After working with more than 600 companies that were struggling with data, we’ve concluded that bad data is a systemic problem. Simply put, companies tend to have much better data on what they sell rather than on what they buy. But why? Three basic reasons: poor data discipline; general ledger codes that are designed for accountants, not procurement; and too many systems overall.
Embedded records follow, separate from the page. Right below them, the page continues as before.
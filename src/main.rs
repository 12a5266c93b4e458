use clap::{Parser, Subcommand};
use kickstart_ls::cli;
use kickstart_ls::lsp::{run_lsp_server, ServerConfig};
use kickstart_ls::validator::DEFAULT_PROGRAM;
use std::path::PathBuf;
use std::time::Duration;
use tracing_subscriber::EnvFilter;

#[derive(Parser)]
#[command(name = "kickstart-ls")]
#[command(about = "Language server for Kickstart files, backed by ksvalidator")]
#[command(long_about = "kickstart-ls - Kickstart language server

Publishes ksvalidator errors as editor diagnostics and completes Kickstart
commands and their options.

COMMANDS:
  serve  - Run the language server on stdin/stdout (default)
  lint   - Validate files once and print the problems
  watch  - Re-validate a file whenever it changes

EXAMPLES:
  kickstart-ls                                   # Start the language server
  kickstart-ls lint anaconda-ks.cfg server.ks    # One-shot validation
  kickstart-ls watch server.ks                   # Validate on every save
  kickstart-ls --validator /usr/local/bin/ksvalidator serve")]
#[command(version)]
struct Cli {
    #[command(subcommand)]
    command: Option<Commands>,

    /// Validator program, looked up on PATH unless absolute
    #[arg(long, global = true, env = "KICKSTART_LS_VALIDATOR", default_value = DEFAULT_PROGRAM)]
    validator: PathBuf,

    /// Kill a validator run after this many seconds
    #[arg(long, global = true, env = "KICKSTART_LS_VALIDATOR_TIMEOUT", value_name = "SECS")]
    validator_timeout: Option<u64>,

    /// Log filter, e.g. `kickstart_ls=debug` (overrides RUST_LOG)
    #[arg(long, global = true, env = "KICKSTART_LS_LOG", value_name = "FILTER")]
    log_level: Option<String>,

    /// Accepted for editors that always pass it; stdio is the only transport
    #[arg(long, global = true, hide = true)]
    stdio: bool,
}

#[derive(Subcommand)]
enum Commands {
    /// Run the language server on stdin/stdout
    Serve,

    /// Validate Kickstart files and report problems
    Lint {
        /// Files to validate
        #[arg(required = true)]
        files: Vec<PathBuf>,
    },

    /// Watch a Kickstart file and validate it on every change
    Watch {
        /// File to watch
        file: PathBuf,
    },
}

fn init_tracing(log_level: Option<&str>, default_filter: &str) {
    let filter = match log_level {
        Some(level) => EnvFilter::new(level),
        None => EnvFilter::try_from_default_env().unwrap_or_else(|_| default_filter.into()),
    };

    // stdout carries the protocol stream
    tracing_subscriber::fmt()
        .with_env_filter(filter)
        .with_writer(std::io::stderr)
        .init();
}

#[tokio::main]
async fn main() -> anyhow::Result<()> {
    let cli = Cli::parse();

    let config = ServerConfig {
        validator: cli.validator,
        validator_timeout: cli.validator_timeout.map(Duration::from_secs),
    };

    match cli.command.unwrap_or(Commands::Serve) {
        Commands::Serve => {
            init_tracing(cli.log_level.as_deref(), "kickstart_ls=info");
            tracing::debug!(stdio_flag = cli.stdio, "Serving over stdio");
            run_lsp_server(config).await;
        }

        Commands::Lint { files } => {
            init_tracing(cli.log_level.as_deref(), "kickstart_ls=warn");
            cli::lint(files, &config.validator()).await?;
        }

        Commands::Watch { file } => {
            init_tracing(cli.log_level.as_deref(), "kickstart_ls=warn");
            cli::watch(file, &config.validator()).await?;
        }
    }

    Ok(())
}
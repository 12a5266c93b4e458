//! CLI command handlers

pub mod commands;

pub use commands::{check_file, lint, watch, Problem};
//! LSP Server for Kickstart files
//!
//! Provides Language Server Protocol support for:
//! - Live diagnostics from `ksvalidator`
//! - Command and argument completion

pub mod capabilities;
pub mod controller;
pub mod document;
pub mod server;

pub use controller::{DiagnosticSink, DocumentController, Session};
pub use server::run_lsp_server;
pub use server::{KickstartLsp, ServerConfig};
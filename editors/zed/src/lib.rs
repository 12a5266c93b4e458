//! Kickstart Extension for Zed
//!
//! Starts kickstart-ls for Kickstart files:
//! - Diagnostics reported by ksvalidator
//! - Completion for commands and their options
//!
//! Requires: kickstart-ls and ksvalidator (pykickstart) in PATH

use zed_extension_api::{self as zed, LanguageServerId, Result};

struct KickstartExtension;

impl zed::Extension for KickstartExtension {
    fn new() -> Self {
        Self
    }

    fn language_server_command(
        &mut self,
        _language_server_id: &LanguageServerId,
        worktree: &zed::Worktree,
    ) -> Result<zed::Command> {
        let path = worktree.which("kickstart-ls").ok_or_else(|| {
            "kickstart-ls not found in PATH. Install with: cargo install kickstart-ls".to_string()
        })?;

        Ok(zed::Command {
            command: path,
            args: vec!["serve".to_string()],
            env: worktree.shell_env(),
        })
    }
}

zed::register_extension!(KickstartExtension);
  1. Poor data discipline. ERP and P2P systems work perfectly if you use them perfectly. However, most organizations suffer from data input errors, miscoding, lack of controls, poor guesses, and other issues that compound to create untrustworthy or unusable data. Consider this: An AP clerk who does not report to procurement receives an invoice from a supplier he’s never heard of. The clerk searches the system for the supplier name, but doesn’t find it because the person who created the vendor record used an unofficial version of the same vendor name. The clerk doesn’t try too hard to find the vendor because his job is to process paperwork, and he is measured on throughput. Due to a lack of controls, he is able to set up a new vendor on the fly, and suddenly the company has two entries for the same vendor. The business just lost visibility into that vendor. And most systems that impact downstream data quality for procurement are similarly error-prone, compounding the problem.
  2. General ledger codes that are designed for accountants. GL systems are designed and implemented for the people who write the checks. While they may be effective for accounting or finance, procurement category data doesn’t fit into such software, and spending is hard to identify. Normalizing redundant vendor names and organizing a company’s spend into procurement categories that reflect the way the supply market is structured is critical. Most company’s spend breaks down into 90 to 130 different categories of expenditures, with a different set of vendors in each area. Vendors in any given category should be competitors and viable candidates to fill the supply needs of the category.
  3. Too many systems. Whether due to acquisitions, decentralized divisions, or purchasing card strategies, many companies have data scattered across multiple systems. Even if data can be consolidated, vendor naming conventions and GL codes usually aren’t harmonized, creating a visibility nightmare. In one case, a procurement leader attempted to consolidate and clean up data manually; the project took more than nine months, and by that time the data was already out of date.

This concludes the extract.